C’est aussi le travail que propose la collective Oh My Goddess!, lequel multiplie les initiatives: le podcast Bonne Nouv·elle, qui relit les Évangiles sous un prisme féministe, des traductions modernes de textes religieux pour «donner des choses nouvelles à entendre», et enfin un livre, Dieu·e (Éditions de l’Atelier, 2023), qui invite à repenser le féminisme à la lumière des questions de genre. Astrid de Chassey en est certaine: se réapproprier le message religieux, c’est déjà lutter. «Je pense à mon prof de philosophie fétiche à la faculté jésuite de Paris. Selon lui, l’Église catholique existerait pour transmettre quelque chose qu’elle n’a pas compris. Quand je lui ai demandé ce que ça commandait comme rapport à l’Église, il a répondu: de la transgression».

Remettre l’intime au cœur du débat

Progressivement, les ponts se créent et les mains se tendent. «Au début, je ressentais beaucoup de méfiance, se souvient Adrian Stiefel. Du côté de l’Église, on me voyait comme un militant gai qui venait faire du lobbying au sein de l’Église, avec tous les stéréotypes que ça suscite, et de l’autre côté, le secteur associatif craignait une volonté prosélyte de ramener des personnes LGBTIQ+ à l’Église. D’un côté comme de l’autre, cette méfiance s’est levée avec le temps, cela s’est fait au fil des collaborations, en apprenant à se faire confiance.». Astrid de Chassey, quant à elle, insiste sur l’hétérogénéité des mouvements catholiques et sur la revalorisation d’autres points de vue, lesquels sont la preuve d’«une tradition vivante et complexe», s’incarnant aussi dans des «écoles catholiques plus progressistes et plus à l’aise avec les avancées contemporaines sur les questions de genre et de sexualité».
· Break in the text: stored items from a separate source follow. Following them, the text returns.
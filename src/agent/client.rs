//! Provider registry and factory.
//!
//! Maps provider names to concrete [`LlmProvider`] implementations.

use std::sync::Arc;

use crate::agent::config::AgentConfig;
use crate::agent::provider::LlmProvider;
use crate::agent::providers::OpenAiProvider;
use crate::error::AgentError;

/// Creates an [`LlmProvider`] based on the configured provider name.
///
/// # Supported Providers
///
/// - `"openai"` (default): `OpenAI`-compatible APIs via `async-openai`
/// - `"groq"`: Groq's `OpenAI`-compatible endpoint
///
/// # Errors
///
/// Returns [`AgentError::UnsupportedProvider`] for unknown provider names.
pub fn create_provider(config: &AgentConfig) -> Result<Arc<dyn LlmProvider>, AgentError> {
    match config.provider.as_str() {
        "openai" => Ok(Arc::new(OpenAiProvider::new(config, "openai"))),
        "groq" => Ok(Arc::new(OpenAiProvider::new(config, "groq"))),
        other => Err(AgentError::UnsupportedProvider {
            name: other.to_string(),
        }),
    }
}

#[cfg(test)]
mod tests {
    use super::*;

    #[test]
    fn test_create_openai_provider() {
        let config = AgentConfig::builder()
            .api_key("test")
            .provider("openai")
            .build()
            .unwrap_or_else(|_| unreachable!());
        let provider = create_provider(&config).unwrap_or_else(|_| unreachable!());
        assert_eq!(provider.name(), "openai");
    }

    #[test]
    fn test_create_groq_provider() {
        let config = AgentConfig::builder()
            .api_key("test")
            .provider("groq")
            .build()
            .unwrap_or_else(|_| unreachable!());
        let provider = create_provider(&config).unwrap_or_else(|_| unreachable!());
        assert_eq!(provider.name(), "groq");
    }

    #[test]
    fn test_create_unknown_provider() {
        let config = AgentConfig::builder()
            .api_key("test")
            .provider("unknown")
            .build()
            .unwrap_or_else(|_| unreachable!());
        let result = create_provider(&config);
        assert!(matches!(
            result,
            Err(AgentError::UnsupportedProvider { name }) if name == "unknown"
        ));
    }
}
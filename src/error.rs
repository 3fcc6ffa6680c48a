//! Error types for luxe-assist.
//!
//! Each layer has its own error enum. Recoverable failures inside a request
//! (retrieval, tool business failures, malformed model output) never reach
//! the caller as errors; only startup/configuration problems and caller
//! contract violations do.

use std::path::PathBuf;

use thiserror::Error;

/// Result alias using the crate-level [`Error`].
pub type Result<T> = std::result::Result<T, Error>;

/// Top-level error for CLI and library entry points.
#[derive(Debug, Error)]
pub enum Error {
    /// Knowledge store failure.
    #[error(transparent)]
    Retrieval(#[from] RetrievalError),

    /// Snapshot storage failure.
    #[error(transparent)]
    Storage(#[from] StorageError),

    /// Agent configuration or provider failure.
    #[error(transparent)]
    Agent(#[from] AgentError),

    /// Tool registration failure.
    #[error(transparent)]
    Registry(#[from] RegistryError),

    /// Tool contract violation.
    #[error(transparent)]
    Tool(#[from] ToolError),

    /// CLI command failure.
    #[error(transparent)]
    Command(#[from] CommandError),

    /// I/O failure.
    #[error("I/O error: {0}")]
    Io(#[from] std::io::Error),
}

/// Errors raised by the agent layer.
#[derive(Debug, Error)]
pub enum AgentError {
    /// No API key was configured for the completion provider.
    #[error(
        "API key missing: set OPENAI_API_KEY, GROQ_API_KEY or LUXE_API_KEY, or pass --api-key"
    )]
    ApiKeyMissing,

    /// A configuration value is out of range.
    #[error("invalid configuration: {message}")]
    InvalidConfig {
        /// What was wrong.
        message: String,
    },

    /// The configured provider name is not known.
    #[error("unsupported provider: {name}")]
    UnsupportedProvider {
        /// Provider name from configuration.
        name: String,
    },

    /// The completion API request failed.
    #[error("API request failed: {message}")]
    ApiRequest {
        /// Error message from the SDK or transport.
        message: String,
        /// HTTP status, when known.
        status: Option<u16>,
    },

    /// The caller supplied a query the assistant will not process.
    #[error("invalid query: {message}")]
    InvalidQuery {
        /// Why the query was rejected.
        message: String,
    },
}

/// Errors raised by the knowledge store.
#[derive(Debug, Error)]
pub enum RetrievalError {
    /// Query issued before any index was published.
    #[error("knowledge index unavailable: no successful ingestion yet")]
    IndexUnavailable,

    /// The embedding provider failed.
    #[error("embedding failed: {message}")]
    Embedding {
        /// Provider error message.
        message: String,
    },

    /// The snapshot store failed.
    #[error("index storage failed: {0}")]
    Storage(#[from] StorageError),

    /// The knowledge source path could not be read.
    #[error("knowledge source unavailable at {path}: {message}")]
    Source {
        /// Path that was requested.
        path: PathBuf,
        /// Underlying failure.
        message: String,
    },
}

/// Errors raised by the SQLite snapshot store.
#[derive(Debug, Error)]
pub enum StorageError {
    /// SQLite reported an error.
    #[error("database error: {0}")]
    Database(#[from] rusqlite::Error),

    /// The snapshot directory could not be created.
    #[error("I/O error: {0}")]
    Io(#[from] std::io::Error),

    /// A stored row could not be decoded.
    #[error("corrupt snapshot row {id}: {message}")]
    Corrupt {
        /// Document id of the row.
        id: String,
        /// What failed to decode.
        message: String,
    },
}

/// Contract violations raised by tool dispatch.
///
/// Business-level failures (order not found, backend down) are *not* tool
/// errors: tools report them as observation text.
#[derive(Debug, Error, Clone, PartialEq, Eq)]
pub enum ToolError {
    /// No tool with this name is registered.
    #[error("unknown tool '{name}'")]
    UnknownTool {
        /// Requested tool name.
        name: String,
    },

    /// The input did not match the tool's schema.
    #[error("invalid input for tool '{name}': {message}")]
    InvalidToolInput {
        /// Tool name.
        name: String,
        /// Validation failure.
        message: String,
    },
}

/// Errors raised while building the tool registry.
#[derive(Debug, Error, Clone, PartialEq, Eq)]
pub enum RegistryError {
    /// Two tools share a name.
    #[error("duplicate tool registration: '{name}'")]
    DuplicateTool {
        /// The duplicated name.
        name: String,
    },
}

/// Errors from external collaborators (commerce API, handoff webhook).
#[derive(Debug, Error)]
pub enum BackendError {
    /// The request could not be sent or timed out.
    #[error("request failed: {message}")]
    Request {
        /// Transport error message.
        message: String,
    },

    /// The collaborator answered with an unexpected status.
    #[error("unexpected status {status}: {body}")]
    UnexpectedStatus {
        /// HTTP status code.
        status: u16,
        /// Response body (truncated).
        body: String,
    },

    /// The response body could not be decoded.
    #[error("could not decode response: {message}")]
    Decode {
        /// Decoder error message.
        message: String,
    },
}

impl From<reqwest::Error> for BackendError {
    fn from(e: reqwest::Error) -> Self {
        if e.is_decode() {
            Self::Decode {
                message: e.to_string(),
            }
        } else {
            Self::Request {
                message: e.to_string(),
            }
        }
    }
}

/// Errors raised by CLI commands.
#[derive(Debug, Error)]
pub enum CommandError {
    /// The command could not complete.
    #[error("{0}")]
    ExecutionFailed(String),

    /// Output could not be rendered.
    #[error("output formatting failed: {0}")]
    OutputFormat(String),
}

#[cfg(test)]
mod tests {
    use super::*;

    #[test]
    fn test_tool_error_messages() {
        let err = ToolError::UnknownTool {
            name: "teleport".to_string(),
        };
        assert_eq!(err.to_string(), "unknown tool 'teleport'");

        let err = ToolError::InvalidToolInput {
            name: "order_status".to_string(),
            message: "missing field `order_id`".to_string(),
        };
        assert!(err.to_string().contains("order_status"));
        assert!(err.to_string().contains("order_id"));
    }

    #[test]
    fn test_retrieval_error_converts_into_top_level() {
        let err: Error = RetrievalError::IndexUnavailable.into();
        assert!(matches!(err, Error::Retrieval(RetrievalError::IndexUnavailable)));
    }

    #[test]
    fn test_api_key_missing_mentions_env_vars() {
        let msg = AgentError::ApiKeyMissing.to_string();
        assert!(msg.contains("OPENAI_API_KEY"));
    }
}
Finalement, tous·tes·x s’accordent sur une chose: l’importance de remettre la question du sens et de l’intime au cœur du débat afin de pouvoir réconcilier les deux facettes de son identité. «La question de la foi, c’est avant tout celle du sens. La théologie, c’est l’étude du sens de la vie!» défend Astrid de Chassey. Jamal la rejoint: «L’identité, c’est comme la foi, c’est une chose à soi. On ne peut pas nous l’enlever. Il n’y a pas de Monsieur Islam qui peut définir ce qu’est pour moi la religion.» Sans attendre ni les changements de mentalité ni l’inclusion effective des personnes LGBTIQ+ dans les lieux de culte et dans les textes saints, la révolution religieuse queer est déjà en marche.